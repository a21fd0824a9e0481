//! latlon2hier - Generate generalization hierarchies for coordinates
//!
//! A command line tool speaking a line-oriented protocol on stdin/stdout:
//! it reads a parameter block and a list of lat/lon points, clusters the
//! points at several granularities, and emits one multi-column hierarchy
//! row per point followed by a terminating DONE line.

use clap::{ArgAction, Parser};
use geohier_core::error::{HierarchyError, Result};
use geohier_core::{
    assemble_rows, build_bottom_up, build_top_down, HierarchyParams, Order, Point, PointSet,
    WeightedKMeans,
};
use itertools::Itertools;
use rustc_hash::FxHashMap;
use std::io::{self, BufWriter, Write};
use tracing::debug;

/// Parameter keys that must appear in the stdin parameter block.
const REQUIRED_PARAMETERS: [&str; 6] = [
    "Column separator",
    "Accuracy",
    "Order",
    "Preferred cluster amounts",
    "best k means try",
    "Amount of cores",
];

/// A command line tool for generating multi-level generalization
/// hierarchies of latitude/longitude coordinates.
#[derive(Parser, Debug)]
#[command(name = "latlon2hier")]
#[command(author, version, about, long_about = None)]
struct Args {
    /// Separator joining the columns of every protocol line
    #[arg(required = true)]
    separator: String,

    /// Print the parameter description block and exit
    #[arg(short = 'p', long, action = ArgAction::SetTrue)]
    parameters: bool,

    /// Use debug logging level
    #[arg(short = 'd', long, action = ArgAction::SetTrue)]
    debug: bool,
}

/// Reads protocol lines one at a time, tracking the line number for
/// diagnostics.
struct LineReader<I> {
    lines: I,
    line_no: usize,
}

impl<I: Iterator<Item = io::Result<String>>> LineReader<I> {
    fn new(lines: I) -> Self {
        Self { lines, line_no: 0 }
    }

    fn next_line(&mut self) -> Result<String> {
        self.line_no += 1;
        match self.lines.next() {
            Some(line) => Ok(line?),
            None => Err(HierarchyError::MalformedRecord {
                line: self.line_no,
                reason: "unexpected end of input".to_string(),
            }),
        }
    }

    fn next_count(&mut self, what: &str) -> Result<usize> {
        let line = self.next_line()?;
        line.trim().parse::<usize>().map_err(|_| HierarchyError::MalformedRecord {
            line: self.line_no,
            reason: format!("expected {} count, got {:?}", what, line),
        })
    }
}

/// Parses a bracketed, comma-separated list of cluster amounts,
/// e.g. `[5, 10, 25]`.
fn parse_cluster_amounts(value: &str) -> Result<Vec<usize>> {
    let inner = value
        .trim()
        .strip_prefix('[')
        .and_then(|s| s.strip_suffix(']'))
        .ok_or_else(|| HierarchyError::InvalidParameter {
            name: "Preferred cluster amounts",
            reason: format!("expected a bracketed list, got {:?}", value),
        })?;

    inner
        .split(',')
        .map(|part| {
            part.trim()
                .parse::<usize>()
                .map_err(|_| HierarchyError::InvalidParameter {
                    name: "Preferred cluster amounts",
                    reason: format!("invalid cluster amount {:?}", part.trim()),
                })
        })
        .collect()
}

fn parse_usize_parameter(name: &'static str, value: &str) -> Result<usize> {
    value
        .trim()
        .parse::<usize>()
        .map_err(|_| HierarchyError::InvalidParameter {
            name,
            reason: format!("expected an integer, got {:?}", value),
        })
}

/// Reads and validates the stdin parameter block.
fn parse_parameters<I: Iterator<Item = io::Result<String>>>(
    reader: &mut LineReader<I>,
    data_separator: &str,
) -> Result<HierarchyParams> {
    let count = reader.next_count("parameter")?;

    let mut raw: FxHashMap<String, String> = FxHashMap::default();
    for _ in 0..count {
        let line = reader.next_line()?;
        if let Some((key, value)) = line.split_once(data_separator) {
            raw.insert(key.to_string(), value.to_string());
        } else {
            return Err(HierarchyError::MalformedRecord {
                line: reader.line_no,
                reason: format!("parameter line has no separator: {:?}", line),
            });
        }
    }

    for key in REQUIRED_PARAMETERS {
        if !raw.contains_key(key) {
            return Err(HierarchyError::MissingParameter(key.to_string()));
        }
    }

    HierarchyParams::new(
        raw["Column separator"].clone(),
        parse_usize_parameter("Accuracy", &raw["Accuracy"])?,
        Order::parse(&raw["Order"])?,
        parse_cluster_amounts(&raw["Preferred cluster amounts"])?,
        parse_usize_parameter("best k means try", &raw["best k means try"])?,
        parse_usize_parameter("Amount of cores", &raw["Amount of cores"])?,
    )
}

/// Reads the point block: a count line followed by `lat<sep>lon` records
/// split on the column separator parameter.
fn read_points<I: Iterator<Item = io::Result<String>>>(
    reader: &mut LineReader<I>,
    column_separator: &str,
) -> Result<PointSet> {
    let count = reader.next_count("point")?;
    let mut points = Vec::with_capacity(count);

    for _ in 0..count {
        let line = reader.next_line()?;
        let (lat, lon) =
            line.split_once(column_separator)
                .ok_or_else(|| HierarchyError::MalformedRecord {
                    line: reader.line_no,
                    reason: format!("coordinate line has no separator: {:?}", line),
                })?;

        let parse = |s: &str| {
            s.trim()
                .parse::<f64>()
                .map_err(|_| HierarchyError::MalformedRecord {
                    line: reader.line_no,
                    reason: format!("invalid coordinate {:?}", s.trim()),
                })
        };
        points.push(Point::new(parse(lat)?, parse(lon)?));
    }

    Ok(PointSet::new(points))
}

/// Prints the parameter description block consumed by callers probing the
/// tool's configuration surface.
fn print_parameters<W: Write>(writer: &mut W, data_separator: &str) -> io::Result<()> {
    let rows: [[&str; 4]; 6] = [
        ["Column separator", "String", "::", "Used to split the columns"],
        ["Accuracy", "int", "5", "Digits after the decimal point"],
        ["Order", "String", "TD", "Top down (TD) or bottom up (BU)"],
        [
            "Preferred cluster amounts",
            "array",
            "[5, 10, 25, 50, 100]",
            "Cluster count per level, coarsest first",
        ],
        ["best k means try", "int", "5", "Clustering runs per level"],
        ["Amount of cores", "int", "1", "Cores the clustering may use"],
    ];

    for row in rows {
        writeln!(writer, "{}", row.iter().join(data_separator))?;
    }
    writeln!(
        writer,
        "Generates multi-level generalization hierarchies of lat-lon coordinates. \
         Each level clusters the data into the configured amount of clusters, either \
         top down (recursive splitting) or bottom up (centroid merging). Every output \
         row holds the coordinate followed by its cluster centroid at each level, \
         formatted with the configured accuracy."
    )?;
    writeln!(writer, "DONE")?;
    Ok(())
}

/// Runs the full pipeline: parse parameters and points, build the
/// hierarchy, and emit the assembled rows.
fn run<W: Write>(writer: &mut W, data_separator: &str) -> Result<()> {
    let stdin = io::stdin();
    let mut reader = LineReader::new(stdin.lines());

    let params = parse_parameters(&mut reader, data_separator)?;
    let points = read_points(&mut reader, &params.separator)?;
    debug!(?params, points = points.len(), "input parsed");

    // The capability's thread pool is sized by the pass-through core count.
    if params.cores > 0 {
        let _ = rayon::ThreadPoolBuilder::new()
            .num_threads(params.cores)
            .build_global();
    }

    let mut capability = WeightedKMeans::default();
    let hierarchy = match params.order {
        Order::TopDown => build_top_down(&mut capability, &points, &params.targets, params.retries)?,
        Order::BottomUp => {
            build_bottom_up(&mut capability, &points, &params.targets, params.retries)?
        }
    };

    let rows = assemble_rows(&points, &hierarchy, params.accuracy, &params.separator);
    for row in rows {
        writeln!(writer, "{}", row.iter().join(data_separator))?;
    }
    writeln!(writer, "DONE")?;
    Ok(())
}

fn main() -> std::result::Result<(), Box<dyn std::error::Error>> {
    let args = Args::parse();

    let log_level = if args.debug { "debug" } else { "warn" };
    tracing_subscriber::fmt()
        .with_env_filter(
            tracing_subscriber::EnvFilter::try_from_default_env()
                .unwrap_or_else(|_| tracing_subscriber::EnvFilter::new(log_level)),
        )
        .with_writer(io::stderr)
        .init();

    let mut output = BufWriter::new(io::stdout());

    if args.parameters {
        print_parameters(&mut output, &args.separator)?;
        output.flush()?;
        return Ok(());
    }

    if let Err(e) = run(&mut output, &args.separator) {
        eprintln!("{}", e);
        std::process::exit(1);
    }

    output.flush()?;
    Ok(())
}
--
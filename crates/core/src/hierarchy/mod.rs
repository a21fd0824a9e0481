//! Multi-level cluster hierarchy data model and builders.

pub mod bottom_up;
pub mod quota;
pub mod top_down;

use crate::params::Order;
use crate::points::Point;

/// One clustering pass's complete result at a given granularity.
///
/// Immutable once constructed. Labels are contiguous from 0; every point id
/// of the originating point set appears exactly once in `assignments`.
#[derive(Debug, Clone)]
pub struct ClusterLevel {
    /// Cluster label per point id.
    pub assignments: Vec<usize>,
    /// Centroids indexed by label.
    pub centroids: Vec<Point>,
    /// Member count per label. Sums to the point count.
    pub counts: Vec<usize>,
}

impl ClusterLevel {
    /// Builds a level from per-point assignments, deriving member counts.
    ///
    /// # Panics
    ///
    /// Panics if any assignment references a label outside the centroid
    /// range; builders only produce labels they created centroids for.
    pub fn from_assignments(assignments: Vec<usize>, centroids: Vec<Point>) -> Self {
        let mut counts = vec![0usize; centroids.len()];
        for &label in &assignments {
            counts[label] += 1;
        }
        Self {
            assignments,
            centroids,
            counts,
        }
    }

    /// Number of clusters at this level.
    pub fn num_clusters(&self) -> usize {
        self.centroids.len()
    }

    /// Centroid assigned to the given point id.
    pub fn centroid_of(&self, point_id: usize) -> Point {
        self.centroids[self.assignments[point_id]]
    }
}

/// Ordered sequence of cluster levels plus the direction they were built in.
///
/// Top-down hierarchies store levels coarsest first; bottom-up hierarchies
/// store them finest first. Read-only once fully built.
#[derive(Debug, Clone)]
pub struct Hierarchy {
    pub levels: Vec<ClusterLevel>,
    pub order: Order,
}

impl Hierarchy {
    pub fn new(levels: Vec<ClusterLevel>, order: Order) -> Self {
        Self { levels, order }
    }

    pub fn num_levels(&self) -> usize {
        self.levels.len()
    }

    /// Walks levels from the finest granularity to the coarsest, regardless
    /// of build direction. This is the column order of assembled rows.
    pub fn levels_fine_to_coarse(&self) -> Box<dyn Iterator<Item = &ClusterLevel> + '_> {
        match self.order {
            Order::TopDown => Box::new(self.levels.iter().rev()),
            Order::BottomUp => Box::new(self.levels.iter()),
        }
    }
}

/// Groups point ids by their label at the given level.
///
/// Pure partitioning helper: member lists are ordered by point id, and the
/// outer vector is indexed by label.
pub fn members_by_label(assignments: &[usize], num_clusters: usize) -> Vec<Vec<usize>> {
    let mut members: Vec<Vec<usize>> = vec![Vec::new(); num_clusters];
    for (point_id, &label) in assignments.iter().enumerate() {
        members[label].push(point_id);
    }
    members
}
--
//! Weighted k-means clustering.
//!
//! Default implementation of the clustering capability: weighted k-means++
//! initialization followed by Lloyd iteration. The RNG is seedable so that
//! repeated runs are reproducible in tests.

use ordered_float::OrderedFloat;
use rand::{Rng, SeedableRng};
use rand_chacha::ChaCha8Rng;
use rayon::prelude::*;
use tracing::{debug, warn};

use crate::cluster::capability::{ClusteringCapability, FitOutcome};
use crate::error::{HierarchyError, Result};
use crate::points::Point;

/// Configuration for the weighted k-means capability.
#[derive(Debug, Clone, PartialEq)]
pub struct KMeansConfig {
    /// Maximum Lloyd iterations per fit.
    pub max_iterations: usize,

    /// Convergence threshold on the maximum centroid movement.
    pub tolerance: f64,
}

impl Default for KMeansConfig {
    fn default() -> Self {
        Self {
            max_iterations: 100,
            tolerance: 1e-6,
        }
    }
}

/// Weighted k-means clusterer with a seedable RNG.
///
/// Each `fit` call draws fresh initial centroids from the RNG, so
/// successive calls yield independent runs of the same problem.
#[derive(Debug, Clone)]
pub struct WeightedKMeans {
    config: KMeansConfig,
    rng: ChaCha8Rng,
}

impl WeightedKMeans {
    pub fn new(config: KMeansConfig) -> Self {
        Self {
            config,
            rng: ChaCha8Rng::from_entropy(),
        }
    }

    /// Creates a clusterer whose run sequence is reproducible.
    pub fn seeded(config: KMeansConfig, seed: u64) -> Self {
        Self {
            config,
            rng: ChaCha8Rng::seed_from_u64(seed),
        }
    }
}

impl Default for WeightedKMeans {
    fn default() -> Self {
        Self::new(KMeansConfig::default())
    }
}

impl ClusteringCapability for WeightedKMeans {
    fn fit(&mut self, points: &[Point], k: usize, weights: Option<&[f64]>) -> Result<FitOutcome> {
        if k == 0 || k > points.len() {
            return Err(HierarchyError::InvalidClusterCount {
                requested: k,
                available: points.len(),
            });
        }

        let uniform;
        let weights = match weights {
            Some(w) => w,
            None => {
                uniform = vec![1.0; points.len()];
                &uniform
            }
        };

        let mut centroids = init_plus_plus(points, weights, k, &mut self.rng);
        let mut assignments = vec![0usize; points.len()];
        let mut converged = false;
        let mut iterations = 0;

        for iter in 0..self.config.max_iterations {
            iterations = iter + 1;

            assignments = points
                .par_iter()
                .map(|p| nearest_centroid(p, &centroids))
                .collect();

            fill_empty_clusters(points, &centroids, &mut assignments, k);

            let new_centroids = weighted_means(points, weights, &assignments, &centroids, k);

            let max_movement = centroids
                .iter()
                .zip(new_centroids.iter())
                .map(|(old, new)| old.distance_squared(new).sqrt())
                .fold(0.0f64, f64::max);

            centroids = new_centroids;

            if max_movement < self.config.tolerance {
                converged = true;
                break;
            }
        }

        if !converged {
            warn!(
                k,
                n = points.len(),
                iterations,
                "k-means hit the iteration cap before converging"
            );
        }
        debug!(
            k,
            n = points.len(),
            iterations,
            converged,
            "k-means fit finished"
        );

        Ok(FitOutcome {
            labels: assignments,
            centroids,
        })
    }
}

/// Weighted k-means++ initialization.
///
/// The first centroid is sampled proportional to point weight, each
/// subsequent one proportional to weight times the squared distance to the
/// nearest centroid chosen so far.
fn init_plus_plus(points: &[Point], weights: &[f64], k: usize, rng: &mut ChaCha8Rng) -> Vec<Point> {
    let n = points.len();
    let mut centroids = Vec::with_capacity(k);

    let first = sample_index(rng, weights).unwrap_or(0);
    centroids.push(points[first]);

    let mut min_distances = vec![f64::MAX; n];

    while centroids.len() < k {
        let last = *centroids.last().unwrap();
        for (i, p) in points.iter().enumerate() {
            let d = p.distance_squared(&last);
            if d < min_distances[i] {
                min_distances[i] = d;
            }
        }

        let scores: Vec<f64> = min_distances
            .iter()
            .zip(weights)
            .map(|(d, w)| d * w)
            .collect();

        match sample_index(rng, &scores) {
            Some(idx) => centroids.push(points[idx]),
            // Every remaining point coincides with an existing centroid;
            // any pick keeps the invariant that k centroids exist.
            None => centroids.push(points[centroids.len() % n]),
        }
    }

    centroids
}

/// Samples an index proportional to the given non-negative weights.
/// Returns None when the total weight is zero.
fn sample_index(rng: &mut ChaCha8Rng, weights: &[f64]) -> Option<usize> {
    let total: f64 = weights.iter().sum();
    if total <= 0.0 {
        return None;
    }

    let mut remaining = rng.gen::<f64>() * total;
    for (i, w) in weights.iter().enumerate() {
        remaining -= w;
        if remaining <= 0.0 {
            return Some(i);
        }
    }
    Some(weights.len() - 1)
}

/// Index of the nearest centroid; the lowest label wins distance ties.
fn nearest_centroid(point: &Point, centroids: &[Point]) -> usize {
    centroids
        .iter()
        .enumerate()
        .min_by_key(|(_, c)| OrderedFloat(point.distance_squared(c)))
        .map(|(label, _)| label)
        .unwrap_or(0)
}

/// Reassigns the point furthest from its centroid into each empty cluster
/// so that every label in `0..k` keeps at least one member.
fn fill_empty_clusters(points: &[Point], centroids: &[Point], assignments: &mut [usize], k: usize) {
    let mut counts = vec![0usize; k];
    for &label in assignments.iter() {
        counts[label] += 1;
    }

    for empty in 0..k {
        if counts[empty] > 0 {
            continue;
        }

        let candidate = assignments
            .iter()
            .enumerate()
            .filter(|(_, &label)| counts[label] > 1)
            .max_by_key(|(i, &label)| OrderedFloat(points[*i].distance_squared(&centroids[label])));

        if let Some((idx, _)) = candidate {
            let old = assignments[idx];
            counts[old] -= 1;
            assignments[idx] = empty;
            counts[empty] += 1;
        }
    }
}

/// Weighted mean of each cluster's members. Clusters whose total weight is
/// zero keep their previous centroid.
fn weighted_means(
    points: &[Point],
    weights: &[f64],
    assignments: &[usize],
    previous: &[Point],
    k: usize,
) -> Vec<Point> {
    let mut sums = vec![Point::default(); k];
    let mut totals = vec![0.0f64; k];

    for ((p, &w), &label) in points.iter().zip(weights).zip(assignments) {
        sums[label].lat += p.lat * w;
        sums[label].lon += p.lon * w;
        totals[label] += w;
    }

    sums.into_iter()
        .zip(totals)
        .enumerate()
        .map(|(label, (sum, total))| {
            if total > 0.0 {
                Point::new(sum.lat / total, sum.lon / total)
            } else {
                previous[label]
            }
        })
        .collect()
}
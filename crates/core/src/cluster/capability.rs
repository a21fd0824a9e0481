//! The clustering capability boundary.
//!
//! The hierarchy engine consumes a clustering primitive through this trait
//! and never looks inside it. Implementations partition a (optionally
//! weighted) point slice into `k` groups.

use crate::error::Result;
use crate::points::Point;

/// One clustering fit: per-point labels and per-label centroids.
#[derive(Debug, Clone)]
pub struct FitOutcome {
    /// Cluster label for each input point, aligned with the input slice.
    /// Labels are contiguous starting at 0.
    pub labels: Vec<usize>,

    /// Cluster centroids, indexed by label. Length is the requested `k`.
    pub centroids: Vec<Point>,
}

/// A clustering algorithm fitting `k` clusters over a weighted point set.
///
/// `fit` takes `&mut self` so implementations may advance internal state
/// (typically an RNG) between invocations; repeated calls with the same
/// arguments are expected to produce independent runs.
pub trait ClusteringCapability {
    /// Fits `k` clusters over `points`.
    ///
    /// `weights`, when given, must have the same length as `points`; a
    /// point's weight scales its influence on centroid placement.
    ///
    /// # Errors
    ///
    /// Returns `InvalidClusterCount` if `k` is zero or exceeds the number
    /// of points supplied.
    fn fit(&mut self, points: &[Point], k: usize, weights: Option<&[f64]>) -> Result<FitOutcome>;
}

> **What the task requires**:
Copy down every line of the entries containing the word "match".

> **Answer to this task**:
        match self.lines.next() {
    let hierarchy = match params.order {
        match self.order {
        let weights = match weights {
        match sample_index(rng, &scores) {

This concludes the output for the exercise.